New ETFs for Oil Futures
Claymore Securities Inc. and partner MacroMarkets LLC listed 2 oil-related ETFs (Exchange Traded Funds) on the American Stock Exchange on November 30th. They are issued as a closely linked pair, one for bullish investors on oil futures and the other for bears. Each hold short-term Treasuries and cash, and pledge to compensate each other based on changes in the settlement price of the Nymex Division light sweet crude oil futures contract.

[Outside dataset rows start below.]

use super::{Coord, Geometry};

/// Axis aligned bounding box of a geometry.
///
/// `z` and `m` hold `(min, max)` and are present only when the coordinates
/// carry those ordinates.
#[derive(Clone, Copy, Debug, PartialEq)]
pub struct Envelope {
    pub min_x: f64,
    pub max_x: f64,
    pub min_y: f64,
    pub max_y: f64,
    pub z: Option<(f64, f64)>,
    pub m: Option<(f64, f64)>,
}

impl Envelope {
    /// Degenerate envelope around a single coordinate.
    pub fn from_coord(coord: &Coord) -> Self {
        Self {
            min_x: coord.x,
            max_x: coord.x,
            min_y: coord.y,
            max_y: coord.y,
            z: coord.z.map(|z| (z, z)),
            m: coord.m.map(|m| (m, m)),
        }
    }

    pub fn expand(&mut self, coord: &Coord) {
        self.min_x = self.min_x.min(coord.x);
        self.max_x = self.max_x.max(coord.x);
        self.min_y = self.min_y.min(coord.y);
        self.max_y = self.max_y.max(coord.y);
        self.z = merge_range(self.z, coord.z.map(|z| (z, z)));
        self.m = merge_range(self.m, coord.m.map(|m| (m, m)));
    }

    /// Smallest envelope containing both `self` and `other`.
    pub fn merge(&self, other: &Envelope) -> Envelope {
        Envelope {
            min_x: self.min_x.min(other.min_x),
            max_x: self.max_x.max(other.max_x),
            min_y: self.min_y.min(other.min_y),
            max_y: self.max_y.max(other.max_y),
            z: merge_range(self.z, other.z),
            m: merge_range(self.m, other.m),
        }
    }
}

fn merge_range(a: Option<(f64, f64)>, b: Option<(f64, f64)>) -> Option<(f64, f64)> {
    match (a, b) {
        (Some((a_min, a_max)), Some((b_min, b_max))) => Some((a_min.min(b_min), a_max.max(b_max))),
        (range, None) | (None, range) => range,
    }
}

/// Bounding envelope of a geometry; `None` when it has no coordinates.
pub fn envelope(geometry: &Geometry) -> Option<Envelope> {
    geometry.coords().fold(None, |acc, coord| match acc {
        None => Some(Envelope::from_coord(coord)),
        Some(mut env) => {
            env.expand(coord);
            Some(env)
        }
    })
}

#[cfg(test)]
mod tests {
    use super::{Envelope, envelope};
    use crate::geometry::{Coord, Geometry};
    use proptest::prelude::*;

    #[test]
    fn multipoint_envelope() {
        let geom = Geometry::MultiPoint(vec![
            Coord::xy(-97.06138, 32.837),
            Coord::xy(-97.06124, 32.834),
        ]);
        let env = envelope(&geom).unwrap();
        assert_eq!(env.min_x, -97.06138);
        assert_eq!(env.max_x, -97.06124);
        assert_eq!(env.min_y, 32.834);
        assert_eq!(env.max_y, 32.837);
        assert_eq!(env.z, None);
        assert_eq!(env.m, None);
    }

    #[test]
    fn single_point_is_degenerate() {
        let env = envelope(&Geometry::Point(Coord::xyzm(1.0, 2.0, 3.0, 4.0))).unwrap();
        assert_eq!(
            env,
            Envelope {
                min_x: 1.0,
                max_x: 1.0,
                min_y: 2.0,
                max_y: 2.0,
                z: Some((3.0, 3.0)),
                m: Some((4.0, 4.0)),
            }
        );
    }

    #[test]
    fn empty_geometries_have_no_envelope() {
        assert_eq!(envelope(&Geometry::Empty), None);
        assert_eq!(envelope(&Geometry::MultiPolygon(vec![])), None);
        assert_eq!(envelope(&Geometry::MultiLineString(vec![vec![]])), None);
    }

    #[test]
    fn merge_keeps_optional_ranges() {
        let a = envelope(&Geometry::Point(Coord::xyz(0.0, 0.0, -5.0))).unwrap();
        let b = envelope(&Geometry::Point(Coord::xy(10.0, -1.0))).unwrap();
        let merged = a.merge(&b);
        assert_eq!(merged.min_x, 0.0);
        assert_eq!(merged.max_x, 10.0);
        assert_eq!(merged.min_y, -1.0);
        assert_eq!(merged.max_y, 0.0);
        assert_eq!(merged.z, Some((-5.0, -5.0)));
    }

    proptest! {
        #[test]
        fn ring_order_does_not_change_envelope(
            points in prop::collection::vec((-180.0..180.0f64, -90.0..90.0f64), 3..20)
        ) {
            let mut ring: Vec<Coord> = points.iter().map(|&p| p.into()).collect();
            ring.push(ring[0]);
            let reversed: Vec<Coord> = ring.iter().rev().copied().collect();

            let forward = envelope(&Geometry::Polygon(vec![ring]));
            let backward = envelope(&Geometry::Polygon(vec![reversed]));
            prop_assert_eq!(forward, backward);
        }
    }
}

Claymore MacroShares Oil Up Tradeable Shares (UCR) is meant for investors who want to take a long, or bullish, position on oil and will rise in value when futures prices increase. Conversely, Claymore MacroShares Oil Down Tradeable Shares (DCR) will make money when the price of oil would be falling. The latter can also be used as a hedge. Both are structured to track the benchmark price movement of West Texas Intermediate crude oil and comparable light sweet crude oil prices.
Robert Shiller, Chief Economist for MacroMarkets, is the architect of MacroShares and first addressed this concept of investment in his 1996 book "Macro Markets: Creating Institutions for Managing Society's Largest Economic Risks".
Both funds have expense ratio of 1.6% -- which is very high by industry standard. Currently, ETFs have average fees of only 0.43% of assets. Also, do not forget that you need to add broker commission on top of it anytime you buy or sell.
The Claymore MacroShares are structured very differently from other oil-linked ETFs on the market. PowerShares Dynamic Oil & Gas Services Portfolio (PXJ) invests in shares of publicly traded energy companies. The U.S. Oil Trust (USO) invests in oil futures and "rolls" the contracts to maintain exposure. The iPath Goldman Sachs Crude Oil Total Return Exchange Traded Note (OIL) managed by Barclays Global Investors also uses a similar strategy.